Start of STORED DATA

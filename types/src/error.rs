use thiserror::Error;

/// Parsing errors for the fundamental types.
#[derive(Debug, Error)]
pub enum TypesError {
    #[error("invalid address: {0}")]
    InvalidAddress(String),

    #[error("invalid 32-byte hash: {0}")]
    InvalidHash(String),

    #[error("unknown network: {0}")]
    UnknownNetwork(String),
}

End of STORED DATA

Give back, unchanged, the line containing "pub enum TypesError" and each line that comes after it in the entries above, ending with the last.

§ COMPLETED EXERCISE
pub enum TypesError {
    #[error("invalid address: {0}")]
    InvalidAddress(String),

    #[error("invalid 32-byte hash: {0}")]
    InvalidHash(String),

    #[error("unknown network: {0}")]
    UnknownNetwork(String),
}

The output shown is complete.